RECORDS SUPPLIED
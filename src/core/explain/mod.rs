//! Explanation Core
//!
//! Turns arbitrary text into a simplified explanation for one of three
//! reading levels:
//! - `prompts`: the level-specific system/user instructions
//! - `validator`: length, section and expressive-marker checks
//! - `controller`: the validate/retry/fallback loop around the provider
//! - `observer`: side-channel hooks for logging the loop's transitions
//! - `response`: the caller-facing JSON shape

mod controller;
mod level;
mod observer;
mod prompts;
mod response;
mod result;
mod validator;

#[cfg(test)]
pub(crate) mod fixtures;

pub use controller::{GenerationConfig, GenerationController};
pub use level::{Level, ParseLevelError};
pub use observer::{GenerationObserver, GenerationState, NoopObserver, TracingObserver};
pub use prompts::PromptCatalog;
pub use response::ExplainResponse;
pub use result::{
    FailureKind, GenerationAttempt, GenerationRequest, GenerationResult, BEST_EFFORT_WARNING,
};
pub use validator::{
    required_sections, word_count, word_range, ExpressiveMarkerRule, ResponseValidator,
    ValidationReport, WordRange,
};
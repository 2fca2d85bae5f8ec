use std::collections::BTreeMap;

use axum::extract::{Json, State};
use axum::http::StatusCode;
use axum::response::{Html, IntoResponse, Response};

use super::types::{BatchRequest, ErrorBody, ExplainRequest};
use super::AppState;
use crate::core::explain::{ExplainResponse, FailureKind, GenerationResult, Level};

const PREVIEW_CHARS: usize = 50;

fn preview(text: &str) -> String {
    let mut preview: String = text.chars().take(PREVIEW_CHARS).collect();
    if text.chars().count() > PREVIEW_CHARS {
        preview.push_str("...");
    }
    preview
}

fn status_for(result: &GenerationResult) -> StatusCode {
    match result.failure {
        None => StatusCode::OK,
        Some(FailureKind::InvalidInput) => StatusCode::BAD_REQUEST,
        Some(FailureKind::ProviderFailure) => StatusCode::INTERNAL_SERVER_ERROR,
    }
}

fn bad_request(message: impl Into<String>) -> Response {
    (StatusCode::BAD_REQUEST, Json(ErrorBody::new(message))).into_response()
}

pub(super) async fn index() -> Html<&'static str> {
    Html(include_str!("index.html"))
}

pub(super) async fn health_check() -> impl IntoResponse {
    Json(serde_json::json!({ "status": "ok", "version": crate::VERSION }))
}

pub(super) async fn explain(
    State(state): State<AppState>,
    Json(request): Json<ExplainRequest>,
) -> Response {
    tracing::info!(
        level = %request.complexity,
        validate = request.validate,
        text = %preview(&request.text),
        "explain request received"
    );

    let result = state
        .controller
        .explain(&request.text, &request.complexity, request.validate, None)
        .await;

    let status = status_for(&result);
    if status != StatusCode::OK {
        tracing::warn!(
            status = status.as_u16(),
            error = result.error_message.as_deref().unwrap_or_default(),
            "explain request failed"
        );
    }

    (status, Json(ExplainResponse::from(result))).into_response()
}

pub(super) async fn explain_batch(
    State(state): State<AppState>,
    Json(request): Json<BatchRequest>,
) -> Response {
    tracing::info!(
        levels = ?request.levels,
        text = %preview(&request.text),
        "batch request received"
    );

    if request.text.trim().is_empty() {
        return bad_request("Text cannot be empty");
    }

    let levels = match &request.levels {
        Some(codes) => {
            let parsed: Result<Vec<Level>, _> = codes.iter().map(|c| c.parse()).collect();
            match parsed {
                Ok(levels) if levels.is_empty() => return bad_request("No levels requested"),
                Ok(levels) => Some(levels),
                Err(e) => return bad_request(e.to_string()),
            }
        }
        None => None,
    };

    let results = state
        .controller
        .explain_batch(&request.text, levels.as_deref())
        .await;

    let body: BTreeMap<String, ExplainResponse> = results
        .into_iter()
        .map(|(level, result)| (level.code().to_string(), ExplainResponse::from(result)))
        .collect();

    Json(body).into_response()
}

TRY IT
Look through the entries. Copy out each line with "controller" in it.

TASK RESPONSE
//! - `controller`: the validate/retry/fallback loop around the provider
mod controller;
pub use controller::{GenerationConfig, GenerationController};
        .controller
        .controller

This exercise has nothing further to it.